Oleg Sentsov, Sergei Loznitsa

Source: Wikimedia Commons/Antonym / Atoms & Void

Oleg Sentsov, Sergei Loznitsa

Ukrainian filmmakers Oleg Sentsov and Sergei Loznitsa have joined leading figures from Ukraine’s cultural and scientific communities in an appeal for peace as Russian forces continue to amass on the Ukrainian border.

Some 40 cultural figures have issued a joint call to world leaders and urged Russia to deescalate tensions. “Today, Ukraine needs peace more than ever,” read their declaration. “Accumulation of Russian military forces around the borders of the European state as well as the constant discussions that the war will start almost tomorrow are alarming for us, as for all Ukrainians.

“That is why we appeal to all world leaders to do their utmost to keep the Ukrainian State and its people at peace. Russia, in turn, is called upon to withdraw military forces. After all, your leaders say that they are for peace – so prove it.”

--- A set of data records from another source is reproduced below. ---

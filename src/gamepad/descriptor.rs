//! HID report descriptors for both layouts and a small walker that measures them.
//!
//! The walker only understands what it needs to answer one question: how many
//! input bits does a given report id declare? That number has to match the
//! payload the codec emits, otherwise the host reads garbage.

use std::collections::BTreeMap;
use thiserror::Error;

/// Report id carried by every input report of both layouts
pub const REPORT_ID: u8 = 1;

/// Custom layout: 4 x 16 bit axes, 2 x 8 bit triggers, 10 buttons, 1 hat (13 bytes)
pub const CUSTOM_DESCRIPTOR: &[u8] = &[
    0x05, 0x01, // Usage Page (Generic Desktop)
    0x09, 0x05, // Usage (Game Pad)
    0xa1, 0x01, // Collection (Application)
    0x85, 0x01, //  Report ID (1)
    0x09, 0x01, //  Usage (Pointer)
    0xa1, 0x00, //  Collection (Physical)
    0x09, 0x30, //   Usage (X)
    0x09, 0x31, //   Usage (Y)
    0x09, 0x33, //   Usage (Rx)
    0x09, 0x34, //   Usage (Ry)
    0x16, 0x01, 0x80, //   Logical Minimum (-32767)
    0x26, 0xff, 0x7f, //   Logical Maximum (32767)
    0x75, 0x10, //   Report Size (16)
    0x95, 0x04, //   Report Count (4)
    0x81, 0x02, //   Input (Data,Var,Abs)
    0x05, 0x01, //   Usage Page (Generic Desktop)
    0x09, 0x32, //   Usage (Z)
    0x09, 0x35, //   Usage (Rz)
    0x15, 0x00, //   Logical Minimum (0)
    0x26, 0xff, 0x00, //   Logical Maximum (255)
    0x75, 0x08, //   Report Size (8)
    0x95, 0x02, //   Report Count (2)
    0x81, 0x02, //   Input (Data,Var,Abs)
    0x05, 0x09, //   Usage Page (Button)
    0x19, 0x01, //   Usage Minimum (1)
    0x29, 0x0a, //   Usage Maximum (10)
    0x15, 0x00, //   Logical Minimum (0)
    0x25, 0x01, //   Logical Maximum (1)
    0x75, 0x01, //   Report Size (1)
    0x95, 0x0a, //   Report Count (10)
    0x81, 0x02, //   Input (Data,Var,Abs)
    0x75, 0x06, //   Report Size (6)
    0x95, 0x01, //   Report Count (1)
    0x81, 0x03, //   Input (Const,Var,Abs)
    0x05, 0x01, //   Usage Page (Generic Desktop)
    0x09, 0x39, //   Usage (Hat switch)
    0x15, 0x00, //   Logical Minimum (0)
    0x25, 0x07, //   Logical Maximum (7)
    0x35, 0x00, //   Physical Minimum (0)
    0x46, 0x3b, 0x01, //   Physical Maximum (315)
    0x65, 0x14, //   Unit (EnglishRotation: deg)
    0x75, 0x04, //   Report Size (4)
    0x95, 0x01, //   Report Count (1)
    0x81, 0x42, //   Input (Data,Var,Abs,Null)
    0x65, 0x00, //   Unit (None)
    0x75, 0x04, //   Report Size (4)
    0x95, 0x01, //   Report Count (1)
    0x81, 0x03, //   Input (Const,Var,Abs)
    0xc0, //  End Collection
    0xc0, // End Collection
];

/// Extended layout: 16 buttons, 1 hat, three pointer pairs of 16 bit axes (15 bytes)
pub const EXTENDED_DESCRIPTOR: &[u8] = &[
    0x05, 0x01, // Usage Page (Generic Desktop)
    0x09, 0x05, // Usage (Game Pad)
    0xa1, 0x01, // Collection (Application)
    0x85, 0x01, //  Report ID (1)
    0x05, 0x09, //  Usage Page (Button)
    0x19, 0x01, //  Usage Minimum (1)
    0x29, 0x10, //  Usage Maximum (16)
    0x15, 0x00, //  Logical Minimum (0)
    0x25, 0x01, //  Logical Maximum (1)
    0x75, 0x01, //  Report Size (1)
    0x95, 0x10, //  Report Count (16)
    0x81, 0x02, //  Input (Data,Var,Abs)
    0x05, 0x01, //  Usage Page (Generic Desktop)
    0x09, 0x39, //  Usage (Hat switch)
    0x15, 0x00, //  Logical Minimum (0)
    0x25, 0x07, //  Logical Maximum (7)
    0x35, 0x00, //  Physical Minimum (0)
    0x46, 0x3b, 0x01, //  Physical Maximum (315)
    0x65, 0x14, //  Unit (EnglishRotation: deg)
    0x75, 0x04, //  Report Size (4)
    0x95, 0x01, //  Report Count (1)
    0x81, 0x42, //  Input (Data,Var,Abs,Null)
    0x65, 0x00, //  Unit (None)
    0x75, 0x04, //  Report Size (4)
    0x95, 0x01, //  Report Count (1)
    0x81, 0x03, //  Input (Const,Var,Abs)
    0x45, 0x00, //  Physical Maximum (0)
    0x16, 0x01, 0x80, //  Logical Minimum (-32767)
    0x26, 0xff, 0x7f, //  Logical Maximum (32767)
    0x75, 0x10, //  Report Size (16)
    0x95, 0x02, //  Report Count (2)
    0x09, 0x01, //  Usage (Pointer)
    0xa1, 0x00, //  Collection (Physical)
    0x09, 0x30, //   Usage (X)
    0x09, 0x31, //   Usage (Y)
    0x81, 0x02, //   Input (Data,Var,Abs)
    0xc0, //  End Collection
    0x09, 0x01, //  Usage (Pointer)
    0xa1, 0x00, //  Collection (Physical)
    0x09, 0x33, //   Usage (Rx)
    0x09, 0x34, //   Usage (Ry)
    0x81, 0x02, //   Input (Data,Var,Abs)
    0xc0, //  End Collection
    0x09, 0x01, //  Usage (Pointer)
    0xa1, 0x00, //  Collection (Physical)
    0x09, 0x32, //   Usage (Z)
    0x09, 0x35, //   Usage (Rz)
    0x81, 0x02, //   Input (Data,Var,Abs)
    0xc0, //  End Collection
    0xc0, // End Collection
];

#[derive(Debug, Error, Clone, PartialEq, Eq)]
pub enum DescriptorError {
    #[error("report descriptor ended unexpectedly at byte {0}")]
    UnexpectedEof(usize),
    #[error("report descriptor contains a long item (0xFE), which is not supported")]
    LongItemUnsupported,
    #[error("global Push/Pop stack underflow")]
    GlobalStackUnderflow,
    #[error("unbalanced collection stack")]
    UnbalancedCollections,
}

#[derive(Debug, Clone, Copy, Default)]
struct GlobalState {
    report_id: u8,
    report_size: u32,
    report_count: u32,
}

fn parse_unsigned(data: &[u8]) -> u32 {
    match *data {
        [] => 0,
        [b0] => b0 as u32,
        [b0, b1] => u16::from_le_bytes([b0, b1]) as u32,
        [b0, b1, b2, b3] => u32::from_le_bytes([b0, b1, b2, b3]),
        _ => 0,
    }
}

/// Sums the input bits declared per report id.
///
/// Descriptors without a Report ID item land under id 0.
pub fn input_bits_per_report(bytes: &[u8]) -> Result<BTreeMap<u8, u32>, DescriptorError> {
    let mut global = GlobalState::default();
    let mut global_stack: Vec<GlobalState> = Vec::new();
    let mut depth = 0usize;
    let mut bits = BTreeMap::new();

    let mut cursor = 0usize;
    while let Some(&prefix) = bytes.get(cursor) {
        cursor += 1;

        if prefix == 0xfe {
            return Err(DescriptorError::LongItemUnsupported);
        }

        let data_len = match prefix & 0b11 {
            3 => 4,
            n => n as usize,
        };
        let data = bytes
            .get(cursor..cursor + data_len)
            .ok_or(DescriptorError::UnexpectedEof(cursor))?;
        cursor += data_len;

        let item_type = (prefix >> 2) & 0b11;
        let tag = (prefix >> 4) & 0b1111;

        match (item_type, tag) {
            // Input
            (0, 8) => {
                *bits.entry(global.report_id).or_insert(0) +=
                    global.report_size * global.report_count;
            }
            // Collection / End Collection
            (0, 10) => depth += 1,
            (0, 12) => {
                depth = depth
                    .checked_sub(1)
                    .ok_or(DescriptorError::UnbalancedCollections)?;
            }
            (1, 7) => global.report_size = parse_unsigned(data),
            (1, 8) => global.report_id = parse_unsigned(data) as u8,
            (1, 9) => global.report_count = parse_unsigned(data),
            (1, 10) => global_stack.push(global),
            (1, 11) => {
                global = global_stack
                    .pop()
                    .ok_or(DescriptorError::GlobalStackUnderflow)?;
            }
            _ => {}
        }
    }

    if depth != 0 {
        return Err(DescriptorError::UnbalancedCollections);
    }
    Ok(bits)
}

/// Input bits declared for one report id, zero if the id never appears.
pub fn input_report_bits(bytes: &[u8], report_id: u8) -> Result<u32, DescriptorError> {
    Ok(input_bits_per_report(bytes)?
        .get(&report_id)
        .copied()
        .unwrap_or(0))
}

Sentsov is the Ukrainian writer-director of Venice 2021 feature Rhino, who was an outspoken opponent of Ukraine’s former pro-Russian government and of Russia’s annexation of Crimea. He was arrested in 2014 and sentenced to 20 years in prison, securing release in 2019 after impassioned campaigning by the film industry and human rights groups.

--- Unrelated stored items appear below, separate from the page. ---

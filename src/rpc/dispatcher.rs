use serde_json::Value;
use tracing::debug;

use super::error::DispatchError;
use super::method::Method;
use super::{Request, Response};
use crate::gamepad::Gamepad;

/// Turns requests into gamepad operations.
///
/// Owns the [`Gamepad`]; there is no other path to mutate its state.
#[derive(Debug)]
pub struct Dispatcher {
    gamepad: Gamepad,
}

impl Dispatcher {
    pub fn new(gamepad: Gamepad) -> Self {
        Self { gamepad }
    }

    pub fn gamepad(&self) -> &Gamepad {
        &self.gamepad
    }

    pub fn into_gamepad(self) -> Gamepad {
        self.gamepad
    }

    /// Always produces a response; dispatch faults become error objects.
    pub fn dispatch(&mut self, request: &Request) -> Response {
        let outcome = Method::parse(&request.method, request.params.as_ref())
            .and_then(|method| self.execute(method));
        match outcome {
            Ok(result) => {
                debug!("#{} {} -> {}", request.id, request.method, result);
                Response::success(request.id, result)
            }
            Err(e) => {
                debug!("#{} {} failed: {}", request.id, request.method, e);
                Response::failure(request.id, e.code(), e.to_string())
            }
        }
    }

    pub fn execute(&mut self, method: Method) -> Result<Value, DispatchError> {
        let result = match method {
            Method::Button { index } => Value::Bool(self.gamepad.button(index)?),
            Method::SetButton { index, push } => {
                self.gamepad.set_button(index, push)?;
                Value::Bool(true)
            }
            Method::Hat { index } => Value::from(self.gamepad.hat(index)?.code()),
            Method::SetHat { index, dir } => {
                self.gamepad.set_hat(index, dir)?;
                Value::Bool(true)
            }
            Method::Axis { index } => Value::from(self.gamepad.axis(index)?),
            Method::SetAxis { index, value } => {
                self.gamepad.set_axis(index, value)?;
                Value::Bool(true)
            }
            Method::SendState => {
                self.gamepad.send_state();
                Value::Bool(true)
            }
        };
        Ok(result)
    }
}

Fellow Ukrainian filmmaker Loznitsa has been a regular at the Cannes Film Festival for over a decade with titles including My Joy, In The Fog and A Gentle Creature all competing for the Palme d’Or. His latest archive film, Babi Yar. Context, debuted in Cannes’ Special Screenings last year.

Other signatories of the appeal from the Ukrainian film industry included Anna Kapustina, who produced 2019 Sundance winner The Earth Is Blue As An Orange; Anna Machukh, CEO of the Odesa International Film Festival; cinematographer Serhiy Mykhalchuk, who won a Silver Bear at the 2015 Berlinale for Alexey German’s Competition title Under Electric Clouds; and writer-director Konstantin Konovalov, whose 2020 historical action film The Last Fortress Film: Hacibey centred on the battle by the Turkish Ottoman and Ukrainian Hetmanate Empires against the territorial ambitions of the Russian Empire.

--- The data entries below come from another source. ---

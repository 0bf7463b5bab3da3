use tracing::{debug, info, warn};

use super::descriptor::input_report_bits;
use super::error::GamepadError;
use super::layout::{LayoutKind, Report, ReportLayout};
use super::sink::HidSink;
use super::state::{narrow_axis, GamepadState, HatDirection};

/// Owns the authoritative controller state and publishes it as HID reports.
///
/// Mutation goes through `&mut self`, so whoever owns the engine is the single
/// writer. The RPC dispatcher owns it for the lifetime of the process.
pub struct Gamepad {
    layout: Box<dyn ReportLayout>,
    state: GamepadState,
    sink: Box<dyn HidSink>,
    published: u64,
}

impl Gamepad {
    /// Builds an engine with default state after checking that the layout's
    /// descriptor declares exactly the bytes its codec emits.
    pub fn new(
        layout: Box<dyn ReportLayout>,
        sink: Box<dyn HidSink>,
    ) -> Result<Self, GamepadError> {
        let state = GamepadState::new(layout.shape());
        let encoded = layout.encode(&state);
        let declared_bits = input_report_bits(layout.descriptor(), encoded.id())?;
        let encoded_bits = (encoded.payload().len() * 8) as u32;
        if declared_bits != encoded_bits {
            return Err(GamepadError::DescriptorMismatch {
                layout: layout.kind().as_str(),
                declared_bits,
                encoded_bits,
            });
        }

        info!(
            "Gamepad ready: {} layout, {:?}, {} byte reports",
            layout.kind(),
            layout.shape(),
            layout.report_len()
        );
        Ok(Self {
            layout,
            state,
            sink,
            published: 0,
        })
    }

    pub fn with_kind(kind: LayoutKind, sink: Box<dyn HidSink>) -> Result<Self, GamepadError> {
        Self::new(kind.build(), sink)
    }

    pub fn layout(&self) -> &dyn ReportLayout {
        self.layout.as_ref()
    }

    pub fn state(&self) -> &GamepadState {
        &self.state
    }

    /// Number of reports handed to the sink so far
    pub fn published(&self) -> u64 {
        self.published
    }

    pub fn button(&self, index: usize) -> Result<bool, GamepadError> {
        slot("button", self.state.buttons(), index).copied()
    }

    pub fn set_button(&mut self, index: usize, pressed: bool) -> Result<(), GamepadError> {
        *slot_mut("button", self.state.buttons_mut(), index)? = pressed;
        Ok(())
    }

    pub fn hat(&self, index: usize) -> Result<HatDirection, GamepadError> {
        slot("hat", self.state.hats(), index).copied()
    }

    pub fn set_hat(&mut self, index: usize, direction: HatDirection) -> Result<(), GamepadError> {
        *slot_mut("hat", self.state.hats_mut(), index)? = direction;
        Ok(())
    }

    pub fn axis(&self, index: usize) -> Result<i16, GamepadError> {
        slot("axis", self.state.axes(), index).copied()
    }

    /// Stores `value` saturated to the declared axis range
    pub fn set_axis(&mut self, index: usize, value: i64) -> Result<(), GamepadError> {
        let narrowed = narrow_axis(value);
        if i64::from(narrowed) != value {
            debug!("Axis {} value {} saturated to {}", index, value, narrowed);
        }
        *slot_mut("axis", self.state.axes_mut(), index)? = narrowed;
        Ok(())
    }

    /// Encodes the current state and hands it to the sink.
    ///
    /// Never fails: a sink error is logged and the report is still returned.
    pub fn send_state(&mut self) -> Report {
        let report = self.layout.encode(&self.state);
        if let Err(e) = self.sink.send_report(&report) {
            warn!("HID sink rejected report {}: {}", report, e);
        }
        self.published += 1;
        debug!("Published report #{}: {}", self.published, report);
        report
    }
}

impl std::fmt::Debug for Gamepad {
    fn fmt(&self, f: &mut std::fmt::Formatter<'_>) -> std::fmt::Result {
        f.debug_struct("Gamepad")
            .field("layout", &self.layout.kind())
            .field("state", &self.state)
            .field("published", &self.published)
            .finish()
    }
}

fn slot<'a, T>(field: &'static str, values: &'a [T], index: usize) -> Result<&'a T, GamepadError> {
    let len = values.len();
    values
        .get(index)
        .ok_or(GamepadError::IndexOutOfRange { field, index, len })
}

fn slot_mut<'a, T>(
    field: &'static str,
    values: &'a mut [T],
    index: usize,
) -> Result<&'a mut T, GamepadError> {
    let len = values.len();
    values
        .get_mut(index)
        .ok_or(GamepadError::IndexOutOfRange { field, index, len })
}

Around 200 members of Berlin’s Ukrainian community gathering on Sunday (February 13) for a rally in front of the Brandenburg Gate before filing to Potsdamer Platz and back in protest at what they regard as Germany’s reserved stance on the current threat from Russia.

Many of the demonstrators wore saucepans on their heads as a satirical reference to the 5,000 helmets sent by German chancellor Olaf Scholz’s administration to Ukraine.

The demonstration came a day before Scholz was due to travel to Kyiv to meet the Ukrainian government before travelling on to Moscow for talks with Russian president Vladimir Putin on Tuesday.

This is not the first time that the Berlinale has been overshadowed by the threat of an imminent war. In 2003, 100 international filmmakers attending the festival - from stars George Clooney, Minnie Driver and Dustin Hoffman to director Abderrahmane Sissako - contributed with short statements and freestyle short films to what later became the 70-minute documentary collage freedom2speak as a reaction to the escalating crisis in Iraq.